The interview is for one of them door to door sales firms. She knows she won’t be any good at it, she can just about persuade herself to get out of bed in the morning let alone persuade someone to buy something from her. You need enthusiasm, you need to believe in what you’re selling. She has no enthusiasm, she doesn’t know what she’ll be selling but she’s sure she won’t believe in it. She hates door to door sales. She needs the money though and it’s the only place who’ll even give her an interview after so many years out of work.

At the bus stop outside the train station is a group of men standing around drinking cans of Special Brew. They’re loud, shouting at each other. She considers approaching them and asking if they know the homeless man with the dog. There’s lots of homeless men with dogs, it would be a waste of time. They are intimidating anyway, they’ll only ridicule her. One of them looks quite young, quiet too, not involved in all the shouting. She could ask him. The young man is watching her as she stands still in the middle of the road. He smiles weakly at her. She can’t do it, she can’t ask them. Going for a job in sales and she can’t even find the courage to ask a group of men if they might know where her missing son is.

She looks at her watch, it’s almost eight o’clock. She’s late, although she still can’t understand why the interview is so late in the evening. She knocks on the door of the office, a man opens it, welcoming her inside.
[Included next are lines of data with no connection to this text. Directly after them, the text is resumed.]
use super::*;
use ferret_proto::LnkSupport;

fn test_env(root: &str) -> AutodepEnv {
    AutodepEnv {
        root_dir: root.to_string(),
        tmp_dir: format!("{root}/.ferret/tmp"),
        lnk_support: LnkSupport::Full,
        reliable_dirs: true,
        admin_dir: ".ferret".to_string(),
        ..Default::default()
    }
}

fn static_recorder(root: &str) -> Recorder {
    Recorder::new_static(test_env(root), root.to_string())
}

fn tmp_repo() -> (tempfile::TempDir, String) {
    let dir = tempfile::tempdir().unwrap();
    let root = dir.path().canonicalize().unwrap();
    let root = root.to_str().unwrap().to_string();
    (dir, root)
}

#[test]
fn simple_paths_are_recognized() {
    assert!(is_simple(""));
    assert!(is_simple("/etc/ld.so.cache"));
    assert!(is_simple("/dev/null"));
    assert!(is_simple("/usr/lib/x86_64/libm.so"));
    assert!(is_simple("/proc/meminfo"));
    assert!(!is_simple("/proc/self/cwd"));
    assert!(!is_simple("/proc/1234/fd/3"));
    assert!(!is_simple("relative/path"));
    assert!(!is_simple("/home/user/repo/f"));
    // escaping the simple top through .. is not simple
    assert!(!is_simple("/etc/../home/user"));
    assert!(is_simple("/etc/x/../y"));
}

#[test]
fn open_read_reports_a_dep() {
    let (_keep, root) = tmp_repo();
    std::fs::write(format!("{root}/in"), b"x").unwrap();
    let mut r = static_recorder(&root);
    r.open(At::Cwd, "in", libc::O_RDONLY, "open");
    let reports = r.take_static();
    assert_eq!(reports.len(), 1);
    assert_eq!(reports[0].kind(), AccessKind::Access);
    assert_eq!(reports[0].files[0].0, "in");
    assert_eq!(reports[0].digest.write, Bool3::No);
    assert!(reports[0].digest.accesses.contains(ferret_proto::Access::Reg));
}

#[test]
fn open_write_announces_then_confirms() {
    let (_keep, root) = tmp_repo();
    let mut r = static_recorder(&root);
    let ctx = r.open(At::Cwd, "out", libc::O_WRONLY | libc::O_CREAT | libc::O_TRUNC, "open");
    assert!(ctx.confirm);
    r.confirm(ctx.solved.loc, true);
    let reports = r.take_static();
    assert_eq!(reports.len(), 2);
    assert_eq!(reports[0].digest.write, Bool3::Maybe);
    assert_eq!(reports[1].kind(), AccessKind::Confirm);
    assert!(reports[1].ok);
}

#[test]
fn repeated_reads_are_reported_once() {
    let (_keep, root) = tmp_repo();
    std::fs::write(format!("{root}/in"), b"x").unwrap();
    let mut r = static_recorder(&root);
    r.open(At::Cwd, "in", libc::O_RDONLY, "open");
    r.open(At::Cwd, "in", libc::O_RDONLY, "open");
    r.stat(At::Cwd, "in", true, "stat"); // Stat ⊂ already reported accesses
    assert_eq!(r.take_static().len(), 1);
}

#[test]
fn write_poisons_the_read_cache() {
    let (_keep, root) = tmp_repo();
    std::fs::write(format!("{root}/f"), b"x").unwrap();
    let mut r = static_recorder(&root);
    let ctx = r.open(At::Cwd, "f", libc::O_WRONLY | libc::O_TRUNC, "open");
    r.confirm(ctx.solved.loc, true);
    r.open(At::Cwd, "f", libc::O_RDONLY, "open"); // own write: not a dep anymore
    let reports = r.take_static();
    let accesses: Vec<_> = reports.iter().filter(|r| r.kind() == AccessKind::Access).collect();
    assert_eq!(accesses.len(), 1);
    assert_eq!(accesses[0].digest.write, Bool3::Maybe);
}

#[test]
fn accesses_outside_every_domain_are_ignored() {
    let (_keep, root) = tmp_repo();
    let mut r = static_recorder(&root);
    r.open(At::Cwd, "/elsewhere/file", libc::O_RDONLY, "open");
    r.stat(At::Cwd, "/elsewhere/file", true, "stat");
    assert!(r.take_static().is_empty());
}

#[test]
fn tmp_access_reports_tmp_once_and_no_dep() {
    let (_keep, root) = tmp_repo();
    let mut r = static_recorder(&root);
    let tmp = format!("{root}/.ferret/tmp/scratch");
    let ctx = r.open(At::Cwd, &tmp, libc::O_WRONLY | libc::O_CREAT, "open");
    assert_eq!(ctx.solved.loc, FileLoc::Tmp);
    r.open(At::Cwd, &format!("{root}/.ferret/tmp/other"), libc::O_WRONLY | libc::O_CREAT, "open");
    let reports = r.take_static();
    assert_eq!(reports.iter().filter(|r| r.kind() == AccessKind::Tmp).count(), 1);
    assert_eq!(reports.iter().filter(|r| r.kind() == AccessKind::Access).count(), 0);
}

#[test]
fn unlink_reports_a_write_without_accesses() {
    let (_keep, root) = tmp_repo();
    std::fs::write(format!("{root}/victim"), b"x").unwrap();
    let mut r = static_recorder(&root);
    let ctx = r.unlnk(At::Cwd, "victim", false, "unlink");
    assert_eq!(ctx.loc, FileLoc::Repo);
    let reports = r.take_static();
    assert_eq!(reports.len(), 1);
    assert_eq!(reports[0].digest.write, Bool3::Maybe);
    assert!(reports[0].digest.accesses.is_empty());
}

#[test]
fn rename_scatters_reads_unlinks_and_writes() {
    let (_keep, root) = tmp_repo();
    std::fs::create_dir(format!("{root}/srcdir")).unwrap();
    std::fs::write(format!("{root}/srcdir/a"), b"x").unwrap();
    std::fs::write(format!("{root}/srcdir/b"), b"y").unwrap();
    let mut r = static_recorder(&root);
    r.rename((At::Cwd, "srcdir"), (At::Cwd, "dstdir"), false, false, "rename");
    let reports = r.take_static();
    // one unlink group (src files), one target group (dst files), two guards
    let unlnk: Vec<_> = reports
        .iter()
        .filter(|r| r.kind() == AccessKind::Access && r.digest.write == Bool3::Maybe && !r.digest.accesses.is_empty())
        .collect();
    assert_eq!(unlnk.len(), 1);
    let mut unlinked: Vec<_> = unlnk[0].files.iter().map(|(f, _)| f.clone()).collect();
    unlinked.sort();
    assert_eq!(unlinked, vec!["srcdir/a", "srcdir/b"]);
    let targets: Vec<_> = reports
        .iter()
        .filter(|r| r.kind() == AccessKind::Access && r.digest.write == Bool3::Maybe && r.digest.accesses.is_empty())
        .collect();
    assert_eq!(targets.len(), 1);
    let mut written: Vec<_> = targets[0].files.iter().map(|(f, _)| f.clone()).collect();
    written.sort();
    assert_eq!(written, vec!["dstdir/a", "dstdir/b"]);
    assert_eq!(reports.iter().filter(|r| r.kind() == AccessKind::Guard).count(), 2);
}

#[test]
fn parallel_groups_get_one_id() {
    let (_keep, root) = tmp_repo();
    std::fs::create_dir(format!("{root}/d")).unwrap();
    std::fs::write(format!("{root}/d/a"), b"x").unwrap();
    std::fs::write(format!("{root}/d/b"), b"y").unwrap();
    let mut r = static_recorder(&root);
    r.rename((At::Cwd, "d"), (At::Cwd, "/elsewhere/d"), false, false, "rename");
    let reports = r.take_static();
    let grouped: Vec<_> = reports.iter().filter(|r| r.files.len() > 1).collect();
    assert!(!grouped.is_empty());
    for g in grouped {
        assert_ne!(g.parallel_id, 0);
    }
}

#[test]
fn backdoor_queries_do_not_touch_the_filesystem() {
    let (_keep, root) = tmp_repo();
    let mut r = static_recorder(&root);
    let ctx = r.readlink(At::Fd(BACKDOOR_FD), "autodep", "readlink");
    assert_eq!(ctx.backdoor, Some(vec![b'1']));
    let ctx = r.readlink(At::Fd(BACKDOOR_FD), "disable", "readlink");
    assert_eq!(ctx.backdoor, Some(vec![]));
    assert!(!r.enabled());
    let ctx = r.readlink(At::Fd(BACKDOOR_FD), "enable", "readlink");
    assert_eq!(ctx.backdoor, Some(vec![]));
    assert!(r.enabled());
    assert!(r.take_static().is_empty());
}

#[test]
fn symlink_traversal_records_the_link_and_the_file() {
    let (_keep, root) = tmp_repo();
    std::fs::create_dir_all(format!("{root}/a")).unwrap();
    std::fs::create_dir_all(format!("{root}/d/e")).unwrap();
    std::fs::write(format!("{root}/d/e/c"), b"payload").unwrap();
    std::os::unix::fs::symlink("../d/e", format!("{root}/a/b")).unwrap();
    let mut r = static_recorder(&root);
    r.open(At::Cwd, "a/b/c", libc::O_RDONLY, "open");
    let reports = r.take_static();
    let mut files: Vec<String> = reports
        .iter()
        .flat_map(|r| r.files.iter().map(|(f, _)| f.clone()))
        .collect();
    files.sort();
    assert_eq!(files, vec!["a/b".to_string(), "d/e/c".to_string()]);
}

#[test]
fn search_records_every_attempted_entry() {
    let (_keep, root) = tmp_repo();
    std::fs::create_dir_all(format!("{root}/bin1")).unwrap();
    std::fs::create_dir_all(format!("{root}/bin2")).unwrap();
    let exe = format!("{root}/bin2/tool");
    std::fs::write(&exe, b"#!/bin/sh\n").unwrap();
    use std::os::unix::fs::PermissionsExt;
    std::fs::set_permissions(&exe, std::fs::Permissions::from_mode(0o755)).unwrap();
    let mut r = static_recorder(&root);
    let path_var = format!("{root}/bin1:{root}/bin2");
    let found = r.search("tool", Some(&path_var), true, "execvp");
    assert_eq!(found, Some(format!("{root}/bin2/tool")));
    let reports = r.take_static();
    let mut files: Vec<String> = reports
        .iter()
        .flat_map(|r| r.files.iter().map(|(f, _)| f.clone()))
        .collect();
    files.sort();
    // both the miss and the hit are deps: adding bin1/tool must invalidate
    assert_eq!(files, vec!["bin1/tool".to_string(), "bin2/tool".to_string()]);
}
The place is empty except for one harassed looking man sitting at a desk. He’s fidgeting with a pencil while looking over sheets of paper. He looks up at her, a quizzical look on his face, as if to say ‘are you mad?’. The man who greeted her ushers into a side room.

‘Sorry, what’s your name?’

‘Jennifer, I was supposed to be here at 7.45 but the train ran late.’

‘No problem Jennifer. This interview will be easy.’

‘Oh, okay.’

‘We’re like a big family here, Jennifer. We all look after each other. You understand what it means to be part of a family don’t you?’

‘Yes, well I would think so.’

‘Excellent, we get a bit competitive sometimes but I’m sure you can handle that. You’re slightly older than most of our other team members but you can be the mum.’

‘Right…’

‘One thing I will say Jennifer and you need to be aware of this: you won’t get paid if you don’t sell anything. You’re self employed and solely earn commission.’

‘They didn’t tell me that.’

‘Don’t worry about it! You’ll be dancing around the pole in a few days, I always know when I’ve found a winner.’

‘Pole?’

‘You’ll see tomorrow when you start.’

‘Tomorrow?!’

‘Yes! See you bright and early at eight in the morning. Any questions? No? Fantastic! Great to have you on board Jennifer now I have to go.’

The man departs the small room leaving her there. She walks back into the office and smiles at the harassed looking man. He smiles back at her, putting down his pencil and shuffling the pieces of paper. He looks about forty, eyes with dark rings looking like he hasn’t slept in a week.

‘You starting tomorrow?’

‘Yes, I’m Jennifer. Nice to meet you.’

‘I’m Frank.’ He stands up and shakes her hand.

‘Just remember you can walk away from this place anytime you want. They have no loyalty to you, so don’t give any in return.’

‘What’s the pole?’

‘You’ll see the pole in the morning. Jeremey will be dancing around it.’

‘Jeremey?’

‘He’s the top dog here. Don’t worry about him. I was just leaving, do you fancy a quick drink? I could run you through things here.’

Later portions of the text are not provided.